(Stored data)
_____

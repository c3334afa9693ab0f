//! CLI Command Handlers
//!
//! Argument definitions, component wiring and the `run`, `inspect` and
//! `check-config` handlers.

use std::path::{Path, PathBuf};
use std::sync::Arc;
use std::time::Duration;

use anyhow::{bail, Context, Result};
use clap::{Parser, Subcommand};
use tokio::time::MissedTickBehavior;
use tracing::{info, warn};

use crate::adapters::access::{EndpointPool, RateLimitedAccess};
use crate::adapters::cache::SingleFlightCache;
use crate::adapters::collaborators::{DryRunPurchaser, LogNotifier, StaticSettings, WebhookNotifier};
use crate::adapters::dexscreener::{DexPair, DexScreenerClient};
use crate::adapters::providers::ProviderClients;
use crate::adapters::solana::{validate_address, SolanaRpcClient};
use crate::adapters::sources::{PollingSourceFactory, PumpPortalSourceFactory};
use crate::application::{DetectionEngine, DetectionPorts};
use crate::config::{Config, DetectionMode};
use crate::domain::{CandidateOrigin, FilterEvaluator, TokenCandidate, TokenSnapshot, UserId};
use crate::ports::{CandidateSourceFactory, NotifierPort};

/// How often `run` logs progress and sweeps the cache
const STATUS_INTERVAL: Duration = Duration::from_secs(30);

/// Mintwatch - new-mint detection for Solana
#[derive(Parser, Debug)]
#[command(
    name = "mintwatch",
    version = env!("CARGO_PKG_VERSION"),
    author = env!("CARGO_PKG_AUTHORS"),
    about = "New-mint detection for Solana",
    long_about = "Mintwatch watches newly launched Solana tokens, filters them against each \
                  user's criteria and triggers exactly one purchase attempt per armed user."
)]
pub struct CliApp {
    /// The command to execute
    #[command(subcommand)]
    pub command: Command,

    /// Path to configuration file
    #[arg(short, long, global = true, value_name = "FILE", default_value = "config/mintwatch.toml")]
    pub config: PathBuf,

    /// Enable verbose logging
    #[arg(short, long, global = true)]
    pub verbose: bool,

    /// Enable debug logging
    #[arg(long, global = true)]
    pub debug: bool,
}

/// Available commands
#[derive(Subcommand, Debug)]
pub enum Command {
    /// Arm users and run detection until Ctrl-C
    Run(RunCmd),

    /// Show what the providers report for one mint
    Inspect(InspectCmd),

    /// Load and validate the configuration only
    CheckConfig,
}

/// Run detection
#[derive(Parser, Debug)]
pub struct RunCmd {
    /// Also arm this user (repeatable); `auto_start` users are always armed
    #[arg(short, long = "user", value_name = "ID")]
    pub users: Vec<UserId>,
}

/// Inspect a mint
#[derive(Parser, Debug)]
pub struct InspectCmd {
    /// Mint address (base58)
    #[arg(value_name = "MINT")]
    pub mint: String,

    /// Evaluate this user's criteria against the mint
    #[arg(short, long, value_name = "ID")]
    pub user: Option<UserId>,

    /// Print the snapshot as JSON
    #[arg(long)]
    pub json: bool,

    /// Also look up this DexScreener pair address
    #[arg(long, value_name = "ADDRESS")]
    pub pair: Option<String>,
}

/// Build the cached provider facade from config
pub fn build_providers(config: &Config) -> Result<ProviderClients> {
    let rpc_pool = EndpointPool::new(config.rpc.endpoints.clone()).context("Invalid [rpc] endpoints")?;
    let rpc_access = Arc::new(RateLimitedAccess::new(
        "solana-rpc",
        rpc_pool,
        config.rpc.limiter.clone(),
        config.rpc.retry.policy(),
    ));
    let rpc = SolanaRpcClient::new(rpc_access, config.rpc.request_timeout())
        .context("Failed to create Solana RPC client")?
        .with_commitment(config.rpc.commitment.clone());

    let dex_pool = EndpointPool::new(config.dexscreener.endpoints.clone())
        .context("Invalid [dexscreener] endpoints")?;
    let dex_access = Arc::new(RateLimitedAccess::new(
        "dexscreener",
        dex_pool,
        config.dexscreener.limiter.clone(),
        config.dexscreener.retry.policy(),
    ));
    let dex = DexScreenerClient::new(dex_access, config.dexscreener.request_timeout())
        .context("Failed to create DexScreener client")?;

    let cache = SingleFlightCache::new(config.cache.cache_config());
    Ok(ProviderClients::new(rpc, dex, cache, config.cache.ttl.clone()))
}

/// Webhook notifier when configured, the log otherwise
pub fn build_notifier(config: &Config) -> Result<Arc<dyn NotifierPort>> {
    match config.alerts.webhook() {
        Some(url) => {
            let timeout = Duration::from_millis(config.alerts.webhook_timeout_ms);
            let notifier = WebhookNotifier::new(url, timeout).context("Failed to create webhook notifier")?;
            Ok(Arc::new(notifier))
        }
        None => Ok(Arc::new(LogNotifier)),
    }
}

/// Candidate source factory for the configured detection mode
pub fn build_source_factory(config: &Config, providers: &ProviderClients) -> Arc<dyn CandidateSourceFactory> {
    match config.detection.mode {
        DetectionMode::Poll => Arc::new(PollingSourceFactory::new(
            Arc::new(providers.clone()),
            config.detection.poll_interval(),
        )),
        DetectionMode::Subscribe => Arc::new(PumpPortalSourceFactory::new(
            config.detection.subscription_config(),
        )),
    }
}

/// Users to arm: `auto_start` entries first, then `--user` ids, without repeats
pub fn users_to_arm(config: &Config, extra: &[UserId]) -> Vec<UserId> {
    let mut users = config.auto_start_users();
    for user in extra {
        if !users.contains(user) {
            users.push(*user);
        }
    }
    users
}

pub async fn run_command(cmd: RunCmd, config: Config) -> Result<()> {
    info!("Starting mintwatch...");

    let users = users_to_arm(&config, &cmd.users);
    if users.is_empty() {
        bail!("No users to arm: set auto_start = true on a [[users]] entry or pass --user <ID>");
    }
    for user in &users {
        if !config.users.iter().any(|entry| entry.id == *user) {
            warn!(user, "User has no [[users]] entry and will never match");
        }
    }

    let providers = build_providers(&config)?;
    let purchaser = Arc::new(DryRunPurchaser::new());
    let ports = DetectionPorts {
        data: Arc::new(providers.clone()),
        settings: Arc::new(StaticSettings::new(config.user_criteria())),
        purchaser: purchaser.clone(),
        notifier: build_notifier(&config)?,
    };
    let engine = DetectionEngine::new(
        build_source_factory(&config, &providers),
        ports,
        config.detection.engine_config(),
    );

    warn!("DRY RUN purchaser - no transactions are sent");
    info!(mode = ?config.detection.mode, users = users.len(), "Arming users");
    for user in &users {
        engine.start_detection(*user);
    }

    let shutdown = tokio::signal::ctrl_c();
    tokio::pin!(shutdown);
    let mut status = tokio::time::interval(STATUS_INTERVAL);
    status.set_missed_tick_behavior(MissedTickBehavior::Skip);
    let mut watch = tokio::time::interval(Duration::from_secs(1));
    watch.set_missed_tick_behavior(MissedTickBehavior::Skip);

    loop {
        tokio::select! {
            result = &mut shutdown => {
                if let Err(e) = result {
                    warn!(error = %e, "Failed to listen for Ctrl-C");
                }
                info!("Shutdown signal received");
                break;
            }
            _ = status.tick() => {
                providers.cache().cleanup();
                let stats = engine.stats();
                let cache = providers.cache().stats();
                info!(
                    cycles = stats.cycles_run,
                    skipped = stats.cycles_skipped,
                    candidates = stats.candidates_seen,
                    matches = stats.matches,
                    armed = engine.armed_users().len(),
                    cache_entries = cache.valid_entries,
                    cache_hits = cache.hits,
                    "Status"
                );
            }
            _ = watch.tick() => {
                if users.iter().all(|user| engine.watch_state(*user).is_none()) {
                    info!("Every watcher has matched or been stopped");
                    break;
                }
            }
        }
    }

    for user in engine.armed_users() {
        engine.stop_detection(user);
    }

    let stats = engine.stats();
    info!(
        matches = stats.matches,
        purchases_ok = stats.purchases_ok,
        purchases_failed = stats.purchases_failed,
        dry_run_attempts = purchaser.attempts(),
        rpc = ?providers.rpc().access().stats(),
        dexscreener = ?providers.dexscreener().access().stats(),
        "Mintwatch stopped"
    );
    Ok(())
}

pub async fn inspect_command(cmd: InspectCmd, config: Config) -> Result<()> {
    let mint = cmd.mint.trim();
    validate_address(mint).context("Invalid mint address")?;

    let providers = build_providers(&config)?;
    let candidate = TokenCandidate::new(mint, CandidateOrigin::Manual);
    let snapshot = providers.snapshot(&candidate, config.detection.top_n).await;

    if cmd.json {
        println!("{}", serde_json::to_string_pretty(&snapshot)?);
    } else {
        print!("{}", format_snapshot(&snapshot));
    }

    if let Some(address) = cmd.pair.as_deref() {
        match providers.pair(address.trim()).await.context("Pair lookup failed")? {
            Some(pair) if cmd.json => println!("{}", serde_json::to_string_pretty(&pair)?),
            Some(pair) => print!("{}", format_pair(&pair)),
            None => println!("Pair {}: not listed", address.trim()),
        }
    }

    if let Some(user) = cmd.user {
        let entry = config
            .users
            .iter()
            .find(|entry| entry.id == user)
            .with_context(|| format!("No [[users]] entry with id {}", user))?;

        let verdict = FilterEvaluator::new(config.detection.top_n)
            .evaluate(&candidate, &entry.criteria, &providers)
            .await;
        println!("User {}: {}", user, verdict);
        if entry.criteria.min_boost_amount.is_some() || entry.criteria.min_market_cap_sol.is_some() {
            println!("  (feed thresholds need a feed-discovered candidate and always reject here)");
        }
    }

    Ok(())
}

pub fn check_config_command(path: &Path, config: &Config) -> Result<()> {
    println!("Configuration OK: {}", path.display());
    println!("  RPC endpoints:         {}", config.rpc.endpoints.len());
    println!("  DexScreener endpoints: {}", config.dexscreener.endpoints.len());
    println!("  Detection mode:        {:?}", config.detection.mode);
    println!("  Users:                 {}", config.users.len());
    println!("  Auto-start users:      {:?}", config.auto_start_users());
    println!(
        "  Alerts:                {}",
        if config.alerts.webhook().is_some() { "webhook" } else { "log only" }
    );
    Ok(())
}

/// Human-readable pair metadata
pub fn format_pair(pair: &DexPair) -> String {
    let mut out = String::new();
    out.push_str(&format!("Pair:              {} ({})\n", pair.pair_address, pair.dex_id));
    out.push_str(&format!(
        "Tokens:            {}/{}\n",
        pair.base_token.symbol, pair.quote_token.symbol
    ));
    match pair.price_usd() {
        Some(price) => out.push_str(&format!("Pair price:        ${}\n", price)),
        None => out.push_str("Pair price:        n/a\n"),
    }
    out.push_str(&format!("Pair liquidity:    ${:.2}\n", pair.liquidity_usd()));
    if let Some(created) = pair.pair_created_at.and_then(chrono::DateTime::from_timestamp_millis) {
        out.push_str(&format!("Pair created:      {}\n", created.format("%Y-%m-%d %H:%M:%S UTC")));
    }
    out
}

/// Human-readable snapshot; defaulted components are flagged
pub fn format_snapshot(snapshot: &TokenSnapshot) -> String {
    let flag = |component: &str| {
        if snapshot.failed.iter().any(|f| f == component) {
            " (unavailable, default shown)"
        } else {
            ""
        }
    };
    let yes_no = |present: bool| if present { "present" } else { "revoked" };

    let mut out = String::new();
    out.push_str(&format!("Mint:              {}\n", snapshot.mint));
    out.push_str(&format!(
        "Liquidity:         ${:.2}{}\n",
        snapshot.liquidity_usd,
        flag("pools")
    ));
    match snapshot.price_usd {
        Some(price) => out.push_str(&format!("Price:             ${}\n", price)),
        None => out.push_str("Price:             n/a\n"),
    }
    match snapshot.age_secs {
        Some(age) => out.push_str(&format!("Age:               {}s\n", age)),
        None => out.push_str("Age:               no pool\n"),
    }
    out.push_str(&format!(
        "Mint authority:    {}{}\n",
        yes_no(snapshot.has_mint_authority),
        flag("authorities")
    ));
    out.push_str(&format!(
        "Freeze authority:  {}{}\n",
        yes_no(snapshot.has_freeze_authority),
        flag("authorities")
    ));
    out.push_str(&format!(
        "Top holders:       {:.2}%{}\n",
        snapshot.top_holders_pct,
        flag("top_holders")
    ));
    out
}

_____

Description of the task:
From the data above, report how many lines include the string "stats". The number alone will do.

Your solution:
12